Things like unit testing, CI and profiling play an important part of software development in large teams, but also have benefits in solo development. We’ve looked at the benefits of a well-considered development environment, using practices, tools and infrastructure to help us write code more effectively in collaboration with others.
We’ve looked at the importance of being able to verify the correctness of software and automation, and how we can leverage techniques and infrastructure to automate and scale tasks such as testing to save us time - but automation has a role beyond simply testing: what else can you automate that would save you even more time? Once found, we’ve also examined how to locate faults in our software.
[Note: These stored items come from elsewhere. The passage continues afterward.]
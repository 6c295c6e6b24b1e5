//! The evaluation form: linked judge and project fields, five criterion
//! scores and the password-gated submission.

use std::time::{Duration, Instant};

use itertools::Itertools;
use log::{info, warn};
use serde::Serialize;

use crate::remote::{PasswordGate, ScoreSink};
use crate::roster::{Judge, Project, Roster};
use crate::score::{Score, ScoreScale};

/// How long a success or error banner stays up.
pub const STATUS_RESET: Duration = Duration::from_secs(5);

/// The four autocomplete fields of the form.
#[derive(Debug, Clone, Copy, PartialEq, Eq, Hash)]
pub enum Field {
    Email,
    JudgeName,
    Title,
    Team,
}

impl Field {
    pub const ALL: [Field; 4] = [Field::Email, Field::JudgeName, Field::Title, Field::Team];

    pub fn label(self) -> &'static str {
        match self {
            Field::Email => "Judge e-mail",
            Field::JudgeName => "Judge name",
            Field::Title => "Project title",
            Field::Team => "Team number",
        }
    }
}

#[derive(Debug, Clone, Copy, PartialEq, Eq, Hash)]
pub enum Criterion {
    Mastery,
    OralPresentation,
    UseOfResources,
    ProposalFulfilment,
    Creativity,
}

impl Criterion {
    pub const ALL: [Criterion; 5] = [
        Criterion::Mastery,
        Criterion::OralPresentation,
        Criterion::UseOfResources,
        Criterion::ProposalFulfilment,
        Criterion::Creativity,
    ];

    pub fn label(self) -> &'static str {
        match self {
            Criterion::Mastery => "Command of the topic",
            Criterion::OralPresentation => "Oral presentation and team integration",
            Criterion::UseOfResources => "Use of resources",
            Criterion::ProposalFulfilment => "Fulfilment of the proposal and team organisation",
            Criterion::Creativity => "Innovation and creativity",
        }
    }

    fn index(self) -> usize {
        self as usize
    }
}

/// Payload understood by the spreadsheet script.
#[derive(Debug, Clone, PartialEq, Eq, Serialize)]
pub struct Submission {
    pub email: String,
    #[serde(rename = "nomeAvaliador")]
    pub judge_name: String,
    #[serde(rename = "titulo")]
    pub title: String,
    #[serde(rename = "numeroEquipe")]
    pub team: String,
    #[serde(rename = "dominioTema")]
    pub mastery: String,
    #[serde(rename = "exposicaoOral")]
    pub oral_presentation: String,
    #[serde(rename = "usoRecursos")]
    pub use_of_resources: String,
    #[serde(rename = "cumprimentoProposta")]
    pub proposal_fulfilment: String,
    #[serde(rename = "inovacaoCriatividade")]
    pub creativity: String,
    #[serde(rename = "observacoes")]
    pub remarks: String,
}

#[derive(Debug, Clone, Copy, PartialEq, Eq)]
pub enum SubmitStatus {
    Idle,
    Submitting,
    Success(Instant),
    Error(Instant),
}

#[derive(Debug, Clone, PartialEq, Eq)]
pub enum SubmitOutcome {
    /// Required fields are empty; nothing was sent.
    Incomplete(Vec<&'static str>),
    /// The validation service refused the password.
    WrongPassword,
    /// The password could not be checked.
    ValidationFailed(String),
    /// The password was accepted but the evaluation could not be sent.
    DeliveryFailed(String),
    /// The evaluation went out. Whether it was stored cannot be observed.
    Sent,
}

impl SubmitOutcome {
    fn password_accepted(&self) -> bool {
        matches!(self, SubmitOutcome::Sent | SubmitOutcome::DeliveryFailed(_))
    }
}

/// Everything a submission needs once it has left the form, so the network
/// round trips can run off the UI thread.
#[derive(Debug, Clone)]
pub struct PendingSubmission {
    password: String,
    password_validated: bool,
    submission: Submission,
}

impl PendingSubmission {
    pub fn submission(&self) -> &Submission {
        &self.submission
    }

    pub fn run(&self, gate: &dyn PasswordGate, sink: &dyn ScoreSink) -> SubmitOutcome {
        if !self.password_validated {
            match gate.validate(&self.password) {
                Ok(true) => info!("password accepted"),
                Ok(false) => return SubmitOutcome::WrongPassword,
                Err(err) => {
                    warn!("password check failed: {err}");
                    return SubmitOutcome::ValidationFailed(err.to_string());
                }
            }
        }

        match sink.submit(&self.submission) {
            Ok(()) => SubmitOutcome::Sent,
            Err(err) => {
                warn!("cannot send evaluation: {err}");
                SubmitOutcome::DeliveryFailed(err.to_string())
            }
        }
    }
}

pub struct EvaluationForm {
    roster: Roster,
    scale: ScoreScale,

    pub email: String,
    pub judge_name: String,
    pub title: String,
    pub team: String,
    scores: [String; 5],
    pub remarks: String,
    pub password: String,
    /// List every project instead of only the selected judge's ones.
    pub show_all_projects: bool,

    project_has_remarks: bool,
    password_validated: bool,
    status: SubmitStatus,
    notice: Option<String>,
}

impl EvaluationForm {
    pub fn new(roster: Roster, scale: ScoreScale) -> Self {
        Self {
            roster,
            scale,
            email: String::new(),
            judge_name: String::new(),
            title: String::new(),
            team: String::new(),
            scores: Default::default(),
            remarks: String::new(),
            password: String::new(),
            show_all_projects: false,
            project_has_remarks: false,
            password_validated: false,
            status: SubmitStatus::Idle,
            notice: None,
        }
    }

    pub fn roster(&self) -> &Roster {
        &self.roster
    }

    pub fn scale(&self) -> &ScoreScale {
        &self.scale
    }

    pub fn value(&self, field: Field) -> &str {
        match field {
            Field::Email => &self.email,
            Field::JudgeName => &self.judge_name,
            Field::Title => &self.title,
            Field::Team => &self.team,
        }
    }

    /// Applies a value to one of the autocomplete fields and fills in the
    /// field linked to it when the value names a known judge or project.
    pub fn set_field(&mut self, field: Field, value: &str) {
        match field {
            Field::Email => {
                self.email = value.to_string();
                if let Some(judge) = self.roster.judge_by_email(value) {
                    self.judge_name = judge.name.clone();
                }
            }

            Field::JudgeName => {
                self.judge_name = value.to_string();
                if let Some(judge) = self.roster.judge_by_name(value) {
                    self.email = judge.email();
                }
            }

            Field::Title => {
                self.title = value.to_string();
                if let Some(project) = self.roster.project_by_title(value).cloned() {
                    self.select_project(&project);
                }
            }

            Field::Team => {
                self.team = value.to_string();
                if let Some(project) = self.roster.project_by_team(value).cloned() {
                    self.select_project(&project);
                }
            }
        }
    }

    fn select_project(&mut self, project: &Project) {
        self.title = project.title.clone();
        self.team = project.team.clone();
        self.project_has_remarks = project.has_remarks;
    }

    /// Candidates offered by a field's choice list.
    pub fn candidates(&self, field: Field) -> Vec<String> {
        match field {
            Field::Email => self.roster.emails(),
            Field::JudgeName => self.roster.display_names(),
            Field::Title => self
                .visible_projects()
                .into_iter()
                .map(|project| project.title.clone())
                .collect(),
            Field::Team => self.roster.teams(),
        }
    }

    pub fn selected_judge(&self) -> Option<&Judge> {
        self.roster.judge_by_name(&self.judge_name)
    }

    pub fn visible_projects(&self) -> Vec<&Project> {
        let judge = if self.show_all_projects { None } else { self.selected_judge() };
        self.roster.projects_for(judge)
    }

    /// The organisers hold remarks about the selected project's team.
    pub fn project_has_remarks(&self) -> bool {
        self.project_has_remarks
    }

    pub fn score(&self, criterion: Criterion) -> &str {
        &self.scores[criterion.index()]
    }

    /// Applies a raw edit to a score. Returns `false`, leaving the score
    /// untouched, when the text is not a valid score.
    pub fn set_score(&mut self, criterion: Criterion, text: &str) -> bool {
        match self.scale.edit(text) {
            Some(value) => {
                self.scores[criterion.index()] = value;
                true
            }
            None => false,
        }
    }

    pub fn increment(&mut self, criterion: Criterion) {
        if let Some(value) = self.scale.increment(self.score(criterion)) {
            self.scores[criterion.index()] = value;
        }
    }

    pub fn decrement(&mut self, criterion: Criterion) {
        if let Some(value) = self.scale.decrement(self.score(criterion)) {
            self.scores[criterion.index()] = value;
        }
    }

    pub fn set_score_from_slider(&mut self, criterion: Criterion, position: f32) {
        self.scores[criterion.index()] = self.scale.from_slider(position);
    }

    pub fn total(&self) -> Score {
        Score::total(self.scores.iter().map(String::as_str))
    }

    pub fn status(&self) -> SubmitStatus {
        self.status
    }

    pub fn password_validated(&self) -> bool {
        self.password_validated
    }

    pub fn notice(&self) -> Option<&str> {
        self.notice.as_deref()
    }

    pub fn dismiss_notice(&mut self) {
        self.notice = None;
    }

    /// Labels of the required fields that are still empty.
    pub fn missing_fields(&self) -> Vec<&'static str> {
        let fields = Field::ALL
            .into_iter()
            .filter(|&field| self.value(field).trim().is_empty())
            .map(Field::label);

        let scores = Criterion::ALL
            .into_iter()
            .filter(|&criterion| self.score(criterion).is_empty())
            .map(Criterion::label);

        fields.chain(scores).collect()
    }

    pub fn submission(&self) -> Submission {
        let score = |criterion: Criterion| self.scale.value(self.score(criterion)).to_string();

        Submission {
            email: self.email.trim().to_string(),
            judge_name: self.judge_name.clone(),
            title: capitalize_first(&self.title),
            team: self.team.to_lowercase(),
            mastery: score(Criterion::Mastery),
            oral_presentation: score(Criterion::OralPresentation),
            use_of_resources: score(Criterion::UseOfResources),
            proposal_fulfilment: score(Criterion::ProposalFulfilment),
            creativity: score(Criterion::Creativity),
            remarks: self.remarks.clone(),
        }
    }

    /// Starts a submission. Incomplete forms are refused right away; otherwise
    /// the form switches to [`SubmitStatus::Submitting`] until
    /// [`EvaluationForm::finish_submit`] is called with the outcome.
    pub fn begin_submit(&mut self) -> Option<PendingSubmission> {
        if self.status == SubmitStatus::Submitting {
            return None;
        }

        let missing = self.missing_fields();
        if !missing.is_empty() {
            self.apply(SubmitOutcome::Incomplete(missing), Instant::now());
            return None;
        }

        self.status = SubmitStatus::Submitting;
        Some(PendingSubmission {
            password: self.password.clone(),
            password_validated: self.password_validated,
            submission: self.submission(),
        })
    }

    pub fn finish_submit(&mut self, outcome: SubmitOutcome, now: Instant) {
        self.apply(outcome, now);
    }

    /// Runs a whole submission on the calling thread.
    pub fn submit(&mut self, gate: &dyn PasswordGate, sink: &dyn ScoreSink, now: Instant) -> SubmitOutcome {
        let Some(pending) = self.begin_submit() else {
            return match self.missing_fields() {
                missing if !missing.is_empty() => SubmitOutcome::Incomplete(missing),
                _ => SubmitOutcome::ValidationFailed("a submission is already running".into()),
            };
        };

        let outcome = pending.run(gate, sink);
        self.apply(outcome.clone(), now);
        outcome
    }

    /// Clears a success or error banner once it has been shown long enough.
    pub fn tick(&mut self, now: Instant) {
        if let SubmitStatus::Success(since) | SubmitStatus::Error(since) = self.status {
            if now.saturating_duration_since(since) >= STATUS_RESET {
                self.status = SubmitStatus::Idle;
            }
        }
    }

    fn apply(&mut self, outcome: SubmitOutcome, now: Instant) {
        if outcome.password_accepted() {
            self.password_validated = true;
        }

        let (status, notice) = match outcome {
            SubmitOutcome::Incomplete(missing) => (
                SubmitStatus::Idle,
                Some(format!("Please fill in: {}", missing.iter().join(", "))),
            ),
            SubmitOutcome::WrongPassword => (SubmitStatus::Idle, Some("Incorrect password".to_string())),
            SubmitOutcome::ValidationFailed(_) | SubmitOutcome::DeliveryFailed(_) => (
                SubmitStatus::Error(now),
                Some("Could not send the evaluation. Check your connection and try again.".to_string()),
            ),
            SubmitOutcome::Sent => (SubmitStatus::Success(now), None),
        };

        self.status = status;
        self.notice = notice;
    }
}

/// Upper-cases the first character and lower-cases the rest.
fn capitalize_first(text: &str) -> String {
    let mut chars = text.chars();
    match chars.next() {
        Some(first) => first.to_uppercase().chain(chars.as_str().to_lowercase().chars()).collect(),
        None => String::new(),
    }
}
Reflection Exercise: Putting the Pieces Together
As a group, reflect on what aspects of your work can benefit from applying the techniques and tools you learned during this workshop. What would be the main issues preventing these workflow changes?
Solution
One way to think about these concepts is to make a list and try to organise them along two axes - ‘perceived usefulness of a concept’ versus ‘perceived difficulty or time needed to master a concept’, as shown in the table below (for the exercise, you can make your own copy of the template table for the purpose of this exercise). You then may think in which order you want to learn the skills and how much effort they require - e.g. start with those that are more useful but, for the time being, hold off those that are not too useful to you and take loads of time to master. You will likely want to focus on the concepts in the top right corner of the table first, but investing time to master more difficult concepts may pay off in the long run by saving you time and effort and helping reduce technical debt.
Further Resources
Below are some additional resources to help you continue learning:
- Foundations of Astronomical Data Science Carpentries Workshop
- A previous InterPython workshop materials, covering collaborative usage of GitHub, Programming Paradigms, Software Architecture and many more
- CodeRefinery courses on FAIR (Findable, Accessible, Interoperable, and Reusable) software practices
- Python documentation
- GitHub Actions documentation
Key Points
Collaborative techniques and tools play an important part of research software development in teams.